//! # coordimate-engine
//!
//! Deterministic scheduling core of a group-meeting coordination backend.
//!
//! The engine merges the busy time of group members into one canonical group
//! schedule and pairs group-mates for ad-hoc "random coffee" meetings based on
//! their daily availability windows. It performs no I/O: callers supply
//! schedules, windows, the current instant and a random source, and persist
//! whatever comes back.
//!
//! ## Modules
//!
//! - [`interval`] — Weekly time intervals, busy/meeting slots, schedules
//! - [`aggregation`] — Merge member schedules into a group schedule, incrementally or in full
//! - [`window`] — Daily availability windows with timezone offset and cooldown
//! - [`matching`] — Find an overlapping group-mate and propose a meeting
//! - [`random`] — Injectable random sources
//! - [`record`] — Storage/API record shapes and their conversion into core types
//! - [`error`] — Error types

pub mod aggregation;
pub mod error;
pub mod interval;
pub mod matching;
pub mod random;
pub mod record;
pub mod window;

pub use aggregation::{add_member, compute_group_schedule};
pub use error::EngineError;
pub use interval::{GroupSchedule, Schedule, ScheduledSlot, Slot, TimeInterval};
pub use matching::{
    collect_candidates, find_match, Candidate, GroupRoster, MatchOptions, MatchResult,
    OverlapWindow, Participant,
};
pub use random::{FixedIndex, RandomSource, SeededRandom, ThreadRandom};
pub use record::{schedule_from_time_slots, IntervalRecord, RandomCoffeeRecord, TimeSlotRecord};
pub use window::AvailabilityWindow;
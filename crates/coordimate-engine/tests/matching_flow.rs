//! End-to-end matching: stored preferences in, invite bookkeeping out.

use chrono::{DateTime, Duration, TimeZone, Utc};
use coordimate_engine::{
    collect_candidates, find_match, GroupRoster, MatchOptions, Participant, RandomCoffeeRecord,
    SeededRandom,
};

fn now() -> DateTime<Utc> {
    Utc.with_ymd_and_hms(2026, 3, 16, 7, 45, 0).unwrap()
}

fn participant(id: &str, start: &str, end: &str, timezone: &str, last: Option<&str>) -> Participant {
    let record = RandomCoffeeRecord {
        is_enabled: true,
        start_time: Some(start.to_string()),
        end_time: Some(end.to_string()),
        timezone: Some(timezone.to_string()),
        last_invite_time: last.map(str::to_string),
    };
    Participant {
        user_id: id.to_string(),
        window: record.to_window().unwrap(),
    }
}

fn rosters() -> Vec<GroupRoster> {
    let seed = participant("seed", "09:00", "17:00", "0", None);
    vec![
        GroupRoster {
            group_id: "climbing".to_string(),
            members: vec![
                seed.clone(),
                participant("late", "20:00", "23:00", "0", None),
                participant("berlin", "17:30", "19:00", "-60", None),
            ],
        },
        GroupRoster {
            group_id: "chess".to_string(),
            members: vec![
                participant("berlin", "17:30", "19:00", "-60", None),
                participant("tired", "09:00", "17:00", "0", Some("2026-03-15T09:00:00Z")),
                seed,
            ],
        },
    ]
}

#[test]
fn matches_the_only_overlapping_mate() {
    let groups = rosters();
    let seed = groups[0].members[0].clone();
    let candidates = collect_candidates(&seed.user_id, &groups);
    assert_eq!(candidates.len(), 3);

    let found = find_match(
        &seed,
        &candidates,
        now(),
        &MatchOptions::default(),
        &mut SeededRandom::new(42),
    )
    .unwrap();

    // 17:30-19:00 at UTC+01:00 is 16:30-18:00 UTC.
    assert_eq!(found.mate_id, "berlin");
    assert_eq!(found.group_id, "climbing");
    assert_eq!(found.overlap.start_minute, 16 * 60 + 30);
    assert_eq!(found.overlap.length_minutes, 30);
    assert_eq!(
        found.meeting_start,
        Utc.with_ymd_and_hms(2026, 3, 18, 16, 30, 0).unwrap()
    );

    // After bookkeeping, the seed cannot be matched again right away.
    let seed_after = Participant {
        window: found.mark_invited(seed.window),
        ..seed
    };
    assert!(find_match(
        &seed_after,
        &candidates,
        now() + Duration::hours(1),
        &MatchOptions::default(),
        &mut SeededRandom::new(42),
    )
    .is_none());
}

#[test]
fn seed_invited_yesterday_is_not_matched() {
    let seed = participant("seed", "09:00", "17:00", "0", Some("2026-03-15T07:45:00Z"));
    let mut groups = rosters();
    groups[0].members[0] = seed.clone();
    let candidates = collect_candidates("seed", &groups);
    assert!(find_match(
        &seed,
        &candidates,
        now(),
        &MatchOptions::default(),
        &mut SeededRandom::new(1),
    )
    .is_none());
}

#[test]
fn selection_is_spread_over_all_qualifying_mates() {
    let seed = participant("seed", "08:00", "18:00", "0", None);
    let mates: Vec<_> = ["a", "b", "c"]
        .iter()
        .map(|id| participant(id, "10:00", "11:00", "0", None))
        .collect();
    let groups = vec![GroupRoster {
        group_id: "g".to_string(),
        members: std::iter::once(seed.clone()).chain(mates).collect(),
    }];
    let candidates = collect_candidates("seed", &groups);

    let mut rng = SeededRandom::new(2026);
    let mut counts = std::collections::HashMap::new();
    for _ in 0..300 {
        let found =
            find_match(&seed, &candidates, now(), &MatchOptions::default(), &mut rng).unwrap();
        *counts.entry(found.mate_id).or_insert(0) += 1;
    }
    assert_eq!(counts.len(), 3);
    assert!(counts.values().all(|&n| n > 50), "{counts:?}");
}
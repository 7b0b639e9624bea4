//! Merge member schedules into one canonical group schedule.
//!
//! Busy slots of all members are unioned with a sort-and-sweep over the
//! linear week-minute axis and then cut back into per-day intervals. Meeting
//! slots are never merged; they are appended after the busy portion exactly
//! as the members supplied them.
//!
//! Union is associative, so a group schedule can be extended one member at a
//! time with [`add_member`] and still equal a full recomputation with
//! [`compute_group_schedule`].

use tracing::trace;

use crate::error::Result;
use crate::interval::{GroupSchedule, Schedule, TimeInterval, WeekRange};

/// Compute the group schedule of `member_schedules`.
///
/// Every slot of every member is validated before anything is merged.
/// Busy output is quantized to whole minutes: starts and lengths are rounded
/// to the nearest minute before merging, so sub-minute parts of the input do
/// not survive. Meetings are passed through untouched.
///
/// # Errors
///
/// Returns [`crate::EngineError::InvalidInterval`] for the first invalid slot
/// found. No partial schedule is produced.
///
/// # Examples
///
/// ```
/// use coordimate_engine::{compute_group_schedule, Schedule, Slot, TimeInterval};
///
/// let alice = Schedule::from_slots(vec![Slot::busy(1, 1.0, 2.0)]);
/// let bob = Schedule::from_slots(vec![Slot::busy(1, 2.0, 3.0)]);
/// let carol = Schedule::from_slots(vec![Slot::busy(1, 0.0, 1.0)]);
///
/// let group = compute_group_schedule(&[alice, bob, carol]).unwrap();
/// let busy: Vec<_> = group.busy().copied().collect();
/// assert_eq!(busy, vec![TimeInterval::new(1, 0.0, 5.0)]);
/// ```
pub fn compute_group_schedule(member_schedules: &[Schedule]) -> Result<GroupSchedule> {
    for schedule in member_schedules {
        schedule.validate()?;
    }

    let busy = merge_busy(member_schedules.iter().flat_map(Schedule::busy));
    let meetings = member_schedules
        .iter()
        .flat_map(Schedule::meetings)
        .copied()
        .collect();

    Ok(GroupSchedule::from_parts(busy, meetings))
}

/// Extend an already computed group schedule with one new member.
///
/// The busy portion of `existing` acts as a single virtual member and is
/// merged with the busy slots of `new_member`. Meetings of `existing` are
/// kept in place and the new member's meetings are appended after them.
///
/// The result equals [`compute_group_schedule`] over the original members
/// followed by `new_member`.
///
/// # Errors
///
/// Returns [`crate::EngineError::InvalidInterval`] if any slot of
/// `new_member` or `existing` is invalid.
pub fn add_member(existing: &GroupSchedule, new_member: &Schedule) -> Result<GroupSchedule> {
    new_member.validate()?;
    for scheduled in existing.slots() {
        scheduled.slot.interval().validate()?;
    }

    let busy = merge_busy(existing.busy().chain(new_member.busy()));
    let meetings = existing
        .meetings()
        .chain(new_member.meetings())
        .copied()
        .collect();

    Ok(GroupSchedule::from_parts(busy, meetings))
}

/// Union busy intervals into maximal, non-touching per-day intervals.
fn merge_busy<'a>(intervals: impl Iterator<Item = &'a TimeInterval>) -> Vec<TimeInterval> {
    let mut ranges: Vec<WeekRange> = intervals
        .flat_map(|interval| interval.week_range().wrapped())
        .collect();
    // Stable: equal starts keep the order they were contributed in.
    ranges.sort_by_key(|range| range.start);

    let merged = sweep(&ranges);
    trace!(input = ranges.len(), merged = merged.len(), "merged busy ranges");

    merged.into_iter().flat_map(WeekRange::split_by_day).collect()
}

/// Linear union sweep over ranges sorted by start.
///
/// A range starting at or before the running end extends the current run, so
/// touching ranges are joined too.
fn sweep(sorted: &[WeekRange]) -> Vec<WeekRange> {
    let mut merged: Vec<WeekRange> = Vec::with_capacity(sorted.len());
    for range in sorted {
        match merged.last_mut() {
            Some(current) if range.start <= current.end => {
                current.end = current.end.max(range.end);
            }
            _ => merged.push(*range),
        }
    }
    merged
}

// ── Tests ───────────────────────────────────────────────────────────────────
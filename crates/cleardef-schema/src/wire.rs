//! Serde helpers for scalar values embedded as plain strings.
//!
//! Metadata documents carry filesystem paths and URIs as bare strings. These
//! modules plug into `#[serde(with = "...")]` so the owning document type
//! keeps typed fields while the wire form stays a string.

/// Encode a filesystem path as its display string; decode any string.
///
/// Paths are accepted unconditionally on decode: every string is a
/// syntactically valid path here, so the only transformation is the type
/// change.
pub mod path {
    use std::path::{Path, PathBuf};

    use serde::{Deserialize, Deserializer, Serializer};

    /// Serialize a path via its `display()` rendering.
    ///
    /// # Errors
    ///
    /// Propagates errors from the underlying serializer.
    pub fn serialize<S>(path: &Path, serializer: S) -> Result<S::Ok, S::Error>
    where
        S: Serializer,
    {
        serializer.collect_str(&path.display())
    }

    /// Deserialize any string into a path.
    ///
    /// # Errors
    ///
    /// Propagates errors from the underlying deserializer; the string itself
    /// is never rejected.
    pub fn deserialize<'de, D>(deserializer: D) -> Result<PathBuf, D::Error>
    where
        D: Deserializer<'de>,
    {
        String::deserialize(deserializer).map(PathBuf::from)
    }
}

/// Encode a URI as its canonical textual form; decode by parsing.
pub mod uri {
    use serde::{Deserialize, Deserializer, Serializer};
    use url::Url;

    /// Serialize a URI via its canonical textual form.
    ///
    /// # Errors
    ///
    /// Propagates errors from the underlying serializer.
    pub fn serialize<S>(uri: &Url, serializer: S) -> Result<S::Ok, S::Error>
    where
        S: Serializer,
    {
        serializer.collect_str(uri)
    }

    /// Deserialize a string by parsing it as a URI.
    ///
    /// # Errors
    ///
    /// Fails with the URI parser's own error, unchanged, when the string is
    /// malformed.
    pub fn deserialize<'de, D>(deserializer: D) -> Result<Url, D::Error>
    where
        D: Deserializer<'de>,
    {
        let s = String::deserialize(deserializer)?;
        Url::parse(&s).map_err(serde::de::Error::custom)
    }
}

━━━━━━━━━━

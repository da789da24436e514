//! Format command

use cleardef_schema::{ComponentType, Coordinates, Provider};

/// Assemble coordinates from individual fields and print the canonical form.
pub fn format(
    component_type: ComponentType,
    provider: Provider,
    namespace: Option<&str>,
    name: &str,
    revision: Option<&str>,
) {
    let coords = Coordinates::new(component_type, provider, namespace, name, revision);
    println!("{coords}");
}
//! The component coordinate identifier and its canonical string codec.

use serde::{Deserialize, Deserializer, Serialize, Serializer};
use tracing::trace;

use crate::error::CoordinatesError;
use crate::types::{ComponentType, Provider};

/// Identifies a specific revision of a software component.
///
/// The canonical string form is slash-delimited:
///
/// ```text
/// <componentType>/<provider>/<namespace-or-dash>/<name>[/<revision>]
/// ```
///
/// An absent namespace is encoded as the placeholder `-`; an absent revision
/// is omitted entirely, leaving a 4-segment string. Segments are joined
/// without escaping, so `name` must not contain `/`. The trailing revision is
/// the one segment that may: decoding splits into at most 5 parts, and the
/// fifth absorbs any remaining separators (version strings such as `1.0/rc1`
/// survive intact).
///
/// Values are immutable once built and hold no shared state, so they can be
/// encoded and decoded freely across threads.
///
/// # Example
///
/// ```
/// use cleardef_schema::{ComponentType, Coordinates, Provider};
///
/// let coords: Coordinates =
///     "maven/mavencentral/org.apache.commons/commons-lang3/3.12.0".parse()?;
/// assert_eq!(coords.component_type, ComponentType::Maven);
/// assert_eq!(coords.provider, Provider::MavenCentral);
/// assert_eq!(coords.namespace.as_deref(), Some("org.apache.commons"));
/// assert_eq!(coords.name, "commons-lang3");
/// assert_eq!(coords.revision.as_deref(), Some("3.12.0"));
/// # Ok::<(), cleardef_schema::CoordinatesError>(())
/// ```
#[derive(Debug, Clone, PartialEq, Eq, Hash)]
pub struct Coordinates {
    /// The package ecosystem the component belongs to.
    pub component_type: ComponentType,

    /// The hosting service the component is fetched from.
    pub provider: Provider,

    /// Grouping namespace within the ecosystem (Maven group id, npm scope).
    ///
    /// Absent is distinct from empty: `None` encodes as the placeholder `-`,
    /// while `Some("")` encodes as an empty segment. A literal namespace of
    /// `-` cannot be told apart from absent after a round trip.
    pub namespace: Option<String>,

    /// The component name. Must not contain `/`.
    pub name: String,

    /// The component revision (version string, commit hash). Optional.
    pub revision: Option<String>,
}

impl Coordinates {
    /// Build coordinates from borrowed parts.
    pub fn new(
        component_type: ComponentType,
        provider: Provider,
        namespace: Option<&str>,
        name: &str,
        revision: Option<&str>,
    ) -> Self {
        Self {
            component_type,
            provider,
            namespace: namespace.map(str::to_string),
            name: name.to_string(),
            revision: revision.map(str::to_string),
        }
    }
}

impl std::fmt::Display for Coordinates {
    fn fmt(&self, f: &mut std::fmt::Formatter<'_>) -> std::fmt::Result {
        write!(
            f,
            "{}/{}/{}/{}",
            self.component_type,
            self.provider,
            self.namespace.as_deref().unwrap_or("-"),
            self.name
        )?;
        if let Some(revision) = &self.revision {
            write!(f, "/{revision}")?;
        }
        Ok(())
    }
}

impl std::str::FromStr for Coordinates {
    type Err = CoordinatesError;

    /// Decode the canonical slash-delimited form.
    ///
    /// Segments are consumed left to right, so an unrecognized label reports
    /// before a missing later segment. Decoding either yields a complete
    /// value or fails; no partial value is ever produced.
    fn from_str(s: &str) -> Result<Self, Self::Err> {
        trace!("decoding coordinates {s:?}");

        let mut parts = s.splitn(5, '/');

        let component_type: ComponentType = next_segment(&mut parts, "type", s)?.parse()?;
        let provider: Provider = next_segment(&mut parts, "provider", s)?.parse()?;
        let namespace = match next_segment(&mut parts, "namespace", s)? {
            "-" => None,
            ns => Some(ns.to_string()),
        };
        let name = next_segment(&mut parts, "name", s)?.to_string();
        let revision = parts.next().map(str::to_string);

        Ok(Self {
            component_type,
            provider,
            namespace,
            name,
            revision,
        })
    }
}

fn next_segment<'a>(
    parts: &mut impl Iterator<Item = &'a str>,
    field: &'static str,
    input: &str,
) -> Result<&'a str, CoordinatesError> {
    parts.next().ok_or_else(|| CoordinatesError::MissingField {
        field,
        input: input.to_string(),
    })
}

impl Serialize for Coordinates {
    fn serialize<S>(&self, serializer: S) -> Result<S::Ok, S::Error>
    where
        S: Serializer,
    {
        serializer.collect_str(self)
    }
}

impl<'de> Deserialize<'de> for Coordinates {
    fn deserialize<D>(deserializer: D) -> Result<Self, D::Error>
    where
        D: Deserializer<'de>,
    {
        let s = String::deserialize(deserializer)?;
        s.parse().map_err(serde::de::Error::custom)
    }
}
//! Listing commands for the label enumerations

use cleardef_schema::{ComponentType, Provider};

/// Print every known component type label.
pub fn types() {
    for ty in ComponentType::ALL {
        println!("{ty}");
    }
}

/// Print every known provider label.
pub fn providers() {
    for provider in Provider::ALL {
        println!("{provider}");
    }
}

━━━━━━━━━━

• _About this exercise_
Determine the number of lines in the records that include the string "placeholder", and respond with that number only.

• _The completed task_
2